» Task instructions:
Go through the records below and return each line that has "VALUES" in it.
********
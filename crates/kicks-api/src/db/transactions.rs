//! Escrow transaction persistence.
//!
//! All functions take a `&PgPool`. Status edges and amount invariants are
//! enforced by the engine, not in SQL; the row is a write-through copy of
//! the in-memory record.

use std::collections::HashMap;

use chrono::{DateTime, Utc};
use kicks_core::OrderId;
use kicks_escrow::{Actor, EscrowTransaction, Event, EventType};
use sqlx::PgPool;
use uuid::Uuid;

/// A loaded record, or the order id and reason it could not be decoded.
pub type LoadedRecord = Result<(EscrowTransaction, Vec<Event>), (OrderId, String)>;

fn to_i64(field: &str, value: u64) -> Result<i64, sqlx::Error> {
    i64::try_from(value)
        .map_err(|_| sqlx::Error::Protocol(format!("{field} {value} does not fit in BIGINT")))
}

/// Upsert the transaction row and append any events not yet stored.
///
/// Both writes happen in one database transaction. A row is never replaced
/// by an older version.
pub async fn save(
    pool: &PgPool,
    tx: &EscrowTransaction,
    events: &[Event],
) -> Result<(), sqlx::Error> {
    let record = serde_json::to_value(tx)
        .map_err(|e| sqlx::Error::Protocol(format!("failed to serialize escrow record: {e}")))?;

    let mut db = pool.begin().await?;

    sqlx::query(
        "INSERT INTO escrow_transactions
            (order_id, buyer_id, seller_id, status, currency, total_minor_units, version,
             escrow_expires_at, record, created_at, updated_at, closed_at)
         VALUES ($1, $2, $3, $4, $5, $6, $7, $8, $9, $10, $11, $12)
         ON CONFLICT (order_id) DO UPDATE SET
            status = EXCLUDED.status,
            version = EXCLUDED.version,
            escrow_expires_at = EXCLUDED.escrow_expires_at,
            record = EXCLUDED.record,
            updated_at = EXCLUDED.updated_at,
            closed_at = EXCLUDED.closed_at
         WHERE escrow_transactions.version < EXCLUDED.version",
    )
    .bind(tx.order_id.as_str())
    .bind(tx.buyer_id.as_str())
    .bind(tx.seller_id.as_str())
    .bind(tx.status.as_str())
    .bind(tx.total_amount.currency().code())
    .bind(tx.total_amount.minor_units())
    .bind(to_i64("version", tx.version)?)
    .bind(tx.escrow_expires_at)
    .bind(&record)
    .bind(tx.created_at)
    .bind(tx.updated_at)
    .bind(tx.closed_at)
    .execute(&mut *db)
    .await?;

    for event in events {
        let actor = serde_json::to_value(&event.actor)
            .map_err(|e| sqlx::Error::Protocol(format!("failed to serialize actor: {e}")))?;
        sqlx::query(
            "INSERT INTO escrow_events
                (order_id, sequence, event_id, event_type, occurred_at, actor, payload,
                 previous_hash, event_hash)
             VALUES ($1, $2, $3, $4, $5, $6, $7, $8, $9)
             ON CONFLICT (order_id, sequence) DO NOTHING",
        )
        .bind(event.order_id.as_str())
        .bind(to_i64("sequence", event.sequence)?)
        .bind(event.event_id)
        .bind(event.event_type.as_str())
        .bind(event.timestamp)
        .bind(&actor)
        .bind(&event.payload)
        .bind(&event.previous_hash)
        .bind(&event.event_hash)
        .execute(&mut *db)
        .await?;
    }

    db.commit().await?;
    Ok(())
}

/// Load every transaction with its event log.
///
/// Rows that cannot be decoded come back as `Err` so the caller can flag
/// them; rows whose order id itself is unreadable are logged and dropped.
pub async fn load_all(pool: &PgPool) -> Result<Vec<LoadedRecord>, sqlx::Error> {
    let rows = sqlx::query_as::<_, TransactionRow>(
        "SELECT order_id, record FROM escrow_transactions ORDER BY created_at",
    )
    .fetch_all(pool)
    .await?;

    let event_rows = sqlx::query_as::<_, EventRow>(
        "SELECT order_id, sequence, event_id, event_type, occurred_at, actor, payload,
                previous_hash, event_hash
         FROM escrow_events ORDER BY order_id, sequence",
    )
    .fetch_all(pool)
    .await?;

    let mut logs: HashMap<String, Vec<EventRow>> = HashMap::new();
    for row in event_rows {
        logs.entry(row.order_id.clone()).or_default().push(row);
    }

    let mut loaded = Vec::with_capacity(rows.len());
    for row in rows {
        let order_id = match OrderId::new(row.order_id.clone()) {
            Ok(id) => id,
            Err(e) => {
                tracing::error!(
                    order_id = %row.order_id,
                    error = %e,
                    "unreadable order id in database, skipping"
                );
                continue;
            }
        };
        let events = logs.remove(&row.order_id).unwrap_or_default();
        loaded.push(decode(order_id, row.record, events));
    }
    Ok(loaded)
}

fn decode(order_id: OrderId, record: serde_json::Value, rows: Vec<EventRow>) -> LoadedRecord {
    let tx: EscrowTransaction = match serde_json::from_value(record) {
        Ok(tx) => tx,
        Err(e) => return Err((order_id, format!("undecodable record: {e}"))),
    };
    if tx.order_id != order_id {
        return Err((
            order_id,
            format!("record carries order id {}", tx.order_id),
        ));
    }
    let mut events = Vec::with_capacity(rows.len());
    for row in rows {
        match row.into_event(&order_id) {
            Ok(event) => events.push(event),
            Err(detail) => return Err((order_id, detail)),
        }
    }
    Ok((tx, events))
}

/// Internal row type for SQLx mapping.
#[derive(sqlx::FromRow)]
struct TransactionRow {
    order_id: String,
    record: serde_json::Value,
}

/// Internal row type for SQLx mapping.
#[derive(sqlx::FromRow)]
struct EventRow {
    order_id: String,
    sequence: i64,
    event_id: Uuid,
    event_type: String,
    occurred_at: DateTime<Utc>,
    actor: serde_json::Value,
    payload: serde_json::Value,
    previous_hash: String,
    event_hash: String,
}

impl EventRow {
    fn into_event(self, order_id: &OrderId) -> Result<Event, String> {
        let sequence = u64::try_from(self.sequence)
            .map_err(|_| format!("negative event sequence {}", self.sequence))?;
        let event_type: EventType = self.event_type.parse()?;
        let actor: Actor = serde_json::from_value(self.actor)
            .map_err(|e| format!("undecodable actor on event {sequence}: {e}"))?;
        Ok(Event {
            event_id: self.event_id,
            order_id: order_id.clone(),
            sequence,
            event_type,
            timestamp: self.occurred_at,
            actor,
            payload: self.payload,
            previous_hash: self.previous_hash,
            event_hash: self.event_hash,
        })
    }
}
********
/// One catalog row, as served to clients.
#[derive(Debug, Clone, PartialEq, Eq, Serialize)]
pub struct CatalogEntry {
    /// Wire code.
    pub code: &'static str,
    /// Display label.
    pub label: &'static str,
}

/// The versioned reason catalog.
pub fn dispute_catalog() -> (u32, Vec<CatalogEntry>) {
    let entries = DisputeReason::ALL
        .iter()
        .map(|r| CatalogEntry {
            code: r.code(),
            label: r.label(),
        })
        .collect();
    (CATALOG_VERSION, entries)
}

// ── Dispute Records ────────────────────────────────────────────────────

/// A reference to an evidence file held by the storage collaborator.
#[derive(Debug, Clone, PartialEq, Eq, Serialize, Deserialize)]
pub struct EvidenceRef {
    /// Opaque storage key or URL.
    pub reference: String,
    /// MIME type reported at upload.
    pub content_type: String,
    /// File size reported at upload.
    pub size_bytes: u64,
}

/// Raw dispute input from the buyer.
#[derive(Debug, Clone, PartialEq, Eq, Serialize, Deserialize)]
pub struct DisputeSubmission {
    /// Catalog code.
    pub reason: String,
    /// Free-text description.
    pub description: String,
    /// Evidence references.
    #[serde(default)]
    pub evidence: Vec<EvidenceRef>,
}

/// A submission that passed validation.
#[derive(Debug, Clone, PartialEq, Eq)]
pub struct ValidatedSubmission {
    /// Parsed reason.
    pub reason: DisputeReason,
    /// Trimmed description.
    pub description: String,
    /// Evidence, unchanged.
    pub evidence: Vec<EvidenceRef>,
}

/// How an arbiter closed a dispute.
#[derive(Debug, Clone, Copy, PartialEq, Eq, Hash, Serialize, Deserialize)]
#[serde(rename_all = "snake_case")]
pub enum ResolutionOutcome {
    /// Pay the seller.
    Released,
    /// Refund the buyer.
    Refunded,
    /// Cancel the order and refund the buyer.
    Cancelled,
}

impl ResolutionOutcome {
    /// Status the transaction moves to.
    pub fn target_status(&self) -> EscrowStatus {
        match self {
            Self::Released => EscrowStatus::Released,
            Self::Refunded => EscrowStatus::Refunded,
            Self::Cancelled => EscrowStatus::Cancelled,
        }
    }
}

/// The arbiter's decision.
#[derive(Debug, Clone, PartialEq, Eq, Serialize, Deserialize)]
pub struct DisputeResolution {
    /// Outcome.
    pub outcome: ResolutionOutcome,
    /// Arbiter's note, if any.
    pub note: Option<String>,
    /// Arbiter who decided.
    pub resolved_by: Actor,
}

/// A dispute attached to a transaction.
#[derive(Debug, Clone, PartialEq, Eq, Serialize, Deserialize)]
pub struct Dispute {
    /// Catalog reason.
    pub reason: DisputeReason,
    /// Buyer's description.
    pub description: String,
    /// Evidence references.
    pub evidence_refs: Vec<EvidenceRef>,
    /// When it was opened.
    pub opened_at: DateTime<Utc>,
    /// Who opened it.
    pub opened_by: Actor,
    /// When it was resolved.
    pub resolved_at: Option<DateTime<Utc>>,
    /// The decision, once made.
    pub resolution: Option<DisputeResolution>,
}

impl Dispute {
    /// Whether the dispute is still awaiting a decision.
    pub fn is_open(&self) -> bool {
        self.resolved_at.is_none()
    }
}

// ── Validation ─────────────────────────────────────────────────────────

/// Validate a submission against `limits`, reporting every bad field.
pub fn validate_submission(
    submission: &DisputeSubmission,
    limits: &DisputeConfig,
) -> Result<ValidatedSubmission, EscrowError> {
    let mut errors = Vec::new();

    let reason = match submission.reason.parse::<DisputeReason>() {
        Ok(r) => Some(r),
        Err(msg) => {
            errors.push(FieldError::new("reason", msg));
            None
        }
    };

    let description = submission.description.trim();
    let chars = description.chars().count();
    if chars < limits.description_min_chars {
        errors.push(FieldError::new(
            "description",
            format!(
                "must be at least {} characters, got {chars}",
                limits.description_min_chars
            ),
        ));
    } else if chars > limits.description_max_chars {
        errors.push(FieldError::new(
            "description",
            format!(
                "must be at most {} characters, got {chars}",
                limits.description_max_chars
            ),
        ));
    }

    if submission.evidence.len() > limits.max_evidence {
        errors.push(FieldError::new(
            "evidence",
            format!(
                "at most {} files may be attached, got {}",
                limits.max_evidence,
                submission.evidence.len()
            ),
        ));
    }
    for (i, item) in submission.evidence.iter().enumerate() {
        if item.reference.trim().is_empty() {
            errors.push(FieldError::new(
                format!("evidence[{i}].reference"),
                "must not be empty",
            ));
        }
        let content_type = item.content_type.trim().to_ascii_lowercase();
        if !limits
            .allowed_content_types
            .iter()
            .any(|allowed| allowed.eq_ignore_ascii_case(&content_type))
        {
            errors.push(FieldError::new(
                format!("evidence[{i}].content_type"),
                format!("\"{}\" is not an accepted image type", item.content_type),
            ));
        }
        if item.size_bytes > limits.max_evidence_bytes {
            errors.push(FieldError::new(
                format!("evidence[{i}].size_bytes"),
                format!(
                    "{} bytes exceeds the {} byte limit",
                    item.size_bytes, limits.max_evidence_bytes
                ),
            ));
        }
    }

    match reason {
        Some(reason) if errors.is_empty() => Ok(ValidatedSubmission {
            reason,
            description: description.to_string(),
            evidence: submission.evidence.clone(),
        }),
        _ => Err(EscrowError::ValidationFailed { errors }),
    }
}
********
» Solution for this problem:
         VALUES ($1, $2, $3, $4, $5, $6, $7, $8, $9, $10, $11, $12)
             VALUES ($1, $2, $3, $4, $5, $6, $7, $8, $9)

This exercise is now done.